Pour qui veut aborder ces différents points, il paraît indispensable de bien considérer que, suivant la foi chrétienne, la résurrection de la chair doit permettre à chaque homme de recouvrer - ou réintégrer suivant la formulation martinésienne -  la forme qui était la sienne à son origine, avant la chute, c'est-à-dire une forme et substance (ousia) de corps et d’âme identiques à celles qu’il connaît lors de son passage terrestre mais exempte de la corruptibilité liée au péché et qui se traduit par la mortalité.

 

Aussi, devons-nous préalablement à toute considération sur la forme corporelle d’apparence matérielle élémentaire de l’homme chuté, nous attacher à l’étude de ce que fut la forme corporelle glorieuse originelle d’Adam et plus généralement sa nature d’avant la chute.

 

Il nous faut remonter pour cela à l’émancipation d’Adam. Lors de cette émancipation au centre des quatre régions célestes, dans une couche dite glorieuse, Adam fut doté de toute la nature humaine qui fit sa grande gloire et sa toute puissance sut tous les autres êtres créés ; il n’était plus « uniquement » un mineur spirituel, un pur esprit possédant tout en puissance mais ne pouvant jouir complètement de ses attributs.
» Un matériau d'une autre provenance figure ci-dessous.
use crate::cli::core::{CommandError, CommandResult, ShellContext};
use crate::cli::output;
use crate::ledger::{category_totals, suggestions_for, TransactionKind};
use crate::view::chart;

use super::CommandDefinition;

const CATEGORIES_USAGE: &str = "categories [income|expense]";

pub(crate) fn definitions() -> Vec<CommandDefinition> {
    vec![
        CommandDefinition::new(
            "list",
            "Show the transaction list (respects the active filter)",
            "list",
            handle_list,
        ),
        CommandDefinition::new("summary", "Show the three running totals", "summary", handle_summary),
        CommandDefinition::new(
            "chart",
            "Show spending by category",
            "chart",
            handle_chart,
        ),
        CommandDefinition::new(
            "filter",
            "Toggle the list filter for a chart category; no argument clears it",
            "filter [category]",
            handle_filter,
        ),
        CommandDefinition::new(
            "categories",
            "Show advisory category suggestions",
            CATEGORIES_USAGE,
            handle_categories,
        ),
    ]
}

fn handle_list(context: &mut ShellContext, _args: &[&str]) -> CommandResult {
    context.refresh_filter_views();
    Ok(())
}

fn handle_summary(context: &mut ShellContext, _args: &[&str]) -> CommandResult {
    let totals = context.store().totals();
    context.summary_mut().render(totals);
    Ok(())
}

fn handle_chart(context: &mut ShellContext, _args: &[&str]) -> CommandResult {
    chart::render(
        &category_totals(context.store().transactions()),
        context.currency_symbol(),
    );
    Ok(())
}

fn handle_filter(context: &mut ShellContext, args: &[&str]) -> CommandResult {
    if args.is_empty() {
        let was_active = context.filter().is_active();
        context.filter_mut().clear();
        if !was_active {
            output::info("No filter is active.");
        }
    } else {
        let category = args.join(" ");
        context.filter_mut().toggle(&category);
        if !context.filter().is_active() {
            output::info("Showing all transactions.");
        }
    }
    context.refresh_filter_views();
    Ok(())
}

fn handle_categories(_context: &mut ShellContext, args: &[&str]) -> CommandResult {
    let kinds: &[TransactionKind] = match args {
        [] => &[TransactionKind::Income, TransactionKind::Expense],
        [raw] => match TransactionKind::parse(raw) {
            Some(TransactionKind::Income) => &[TransactionKind::Income],
            Some(TransactionKind::Expense) => &[TransactionKind::Expense],
            None => return Err(CommandError::Usage(CATEGORIES_USAGE)),
        },
        _ => return Err(CommandError::Usage(CATEGORIES_USAGE)),
    };

    output::section("Categories");
    for kind in kinds {
        output::info(format!(
            "  {:<8} {}",
            kind.as_str(),
            suggestions_for(*kind).join(", ")
        ));
    }
    output::info("Suggestions are advisory; any category name is accepted.");
    Ok(())
}
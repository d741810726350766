use crate::cli::core::{CliMode, CommandError, CommandResult, ShellContext};
use crate::cli::output;

use super::CommandDefinition;

const CLEAR_USAGE: &str = "clear [--yes]";

pub(crate) fn definitions() -> Vec<CommandDefinition> {
    vec![
        CommandDefinition::new(
            "clear",
            "Delete every transaction and reset the totals",
            CLEAR_USAGE,
            handle_clear,
        ),
        CommandDefinition::new("help", "Show available commands", "help [command]", handle_help),
        CommandDefinition::new("exit", "Leave the shell", "exit", handle_exit),
    ]
}

fn handle_clear(context: &mut ShellContext, args: &[&str]) -> CommandResult {
    let confirmed = match args {
        [] => {
            if context.mode() == CliMode::Script {
                return Err(CommandError::Invalid(
                    "Confirmation is required: use `clear --yes`.".into(),
                ));
            }
            context.confirm("Clear all transactions and reset totals?")?
        }
        [flag] if matches!(*flag, "--yes" | "-y") => true,
        _ => return Err(CommandError::Usage(CLEAR_USAGE)),
    };

    if !confirmed {
        output::info("Clear cancelled.");
        return Ok(());
    }

    context.store_mut().clear()?;
    context.filter_mut().clear();
    context.refresh_data_views();
    output::success("All transactions cleared.");
    Ok(())
}

fn handle_help(context: &mut ShellContext, args: &[&str]) -> CommandResult {
    match args {
        [] => {
            output::section("Available commands");
            for definition in context.registry().list() {
                output::info(format!("  {:<12} {}", definition.name, definition.description));
            }
            output::info("Use `help <command>` for usage details.");
        }
        [name] => {
            let Some(definition) = context.registry().get(&name.to_lowercase()) else {
                return Err(CommandError::Invalid(format!("Unknown command `{name}`.")));
            };
            output::section(format!("Help: {}", definition.name));
            output::info(format!("  Description: {}", definition.description));
            output::info(format!("  Usage: {}", definition.usage));
        }
        _ => return Err(CommandError::Usage("help [command]")),
    }
    Ok(())
}

fn handle_exit(context: &mut ShellContext, _args: &[&str]) -> CommandResult {
    context.running = false;
    output::info("Exiting shell.");
    Ok(())
}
Il fut émancipé homme, ayant corps, âme et esprit, chacune de ces trois parties constitutives concourant à sa perfection et à l’expression de sa toute puissance.

 

En effet, suite à son émanation dans l’immensité divine, le mineur spirituel Adam fut couronné par le Créateur de toutes les connaissances utiles aux fonctions auxquelles il serait destiné. Il jouissait de ces connaissances en lisant directement, comme pur esprit, dans les pensées de son Créateur. Mais il ne pouvait cependant rien opérer par lui-même. Le Créateur fit alors sur ce mineur spirituel trois opérations qui permirent de faire connaître à Adam la loi, le précepte et le commandement. Par ces trois dons, il pouvait alors formuler sous ordre du Créateur, les différents commandements qui lui donneraient une totale domination sur toute création universelle, générale et particulière et ainsi jouir de la totalité de ses glorieux attributs lui permettant de régner en roi absolu sur toute la création. Mais il ne pourrait jouir pleinement de ces facultés qu’autant qu’il en aurait la pleine liberté, et qu’il pourrait les exercer directement sur la création, c'est-à-dire hors de l’immensité divine dans laquelle il était résidait encore.

 

C’est alors que l’Eternel émancipa Adam hors de son immensité afin qu’il devint complètement Homme et que, maintenant doté de la totalité de ses attributs, il accomplisse le dessein dont il avait été investi par son créateur. Et ce dessein devait en effet se réaliser, non pas au sein de l’immensité divine, demeurée inaffectée par la première prévarication, mais au sein de la création dans son premier état qui elle bornait l’action des esprits prévaricateurs et dont la couche glorieuse constituait comme une protection à l’immensité surcéleste des agents spirituels restés purs, ou du moins faiblement affectés par la première chute. En, effet Martinès écrit :

« Adam ayant ainsi opéré et manifesté sa volonté au gré du Créateur, reçut de lui le nom auguste d'Homme Dieu de la terre universelle, parce qu'il devait sortir de lui une postérité de Dieu et non une postérité charnelle. Il faut observer qu'à la première opération Adam reçut la loi ; à la deuxième, il reçut le précepte, et à la troisième, le commandement. Par ces trois sortes d'opérations nous devons voir clairement, non seulement quelles étaient les bornes de la puissance, vertu et force que le Créateur avait, données à sa créature, mais encore celles qu'il avait prescrites aux premiers esprits pervers. Le Créateur ayant vu sa créature satisfaite de la vertu, force et puissance innées en elle, et par lesquelles elle pouvait agir à sa volonté, l'abandonna à son libre-arbitre, l'ayant émancipée d'une manière distincte de son immensité divine avec cette liberté, afin que sa créature eût la jouissance particulière et personnelle, présente et future, pour une éternité impassive, pourvu toutefois qu'elle se conduisît selon la volonté du Créateur. » (Traité, 10-11)

 

Nous concevons ainsi que, tant qu’il n’avait pas été émancipé de l’immensité divine, Adam ne pouvait faire usage de ses puissances et vertus que selon l’ordre et suivant la volonté de son père céleste. C’est donc par son émancipation qu’Adam obtint le libre usage des vertus, forces et puissances innées en lui et dont l’emploi ne fut alors conditionné que par son seul libre arbitre.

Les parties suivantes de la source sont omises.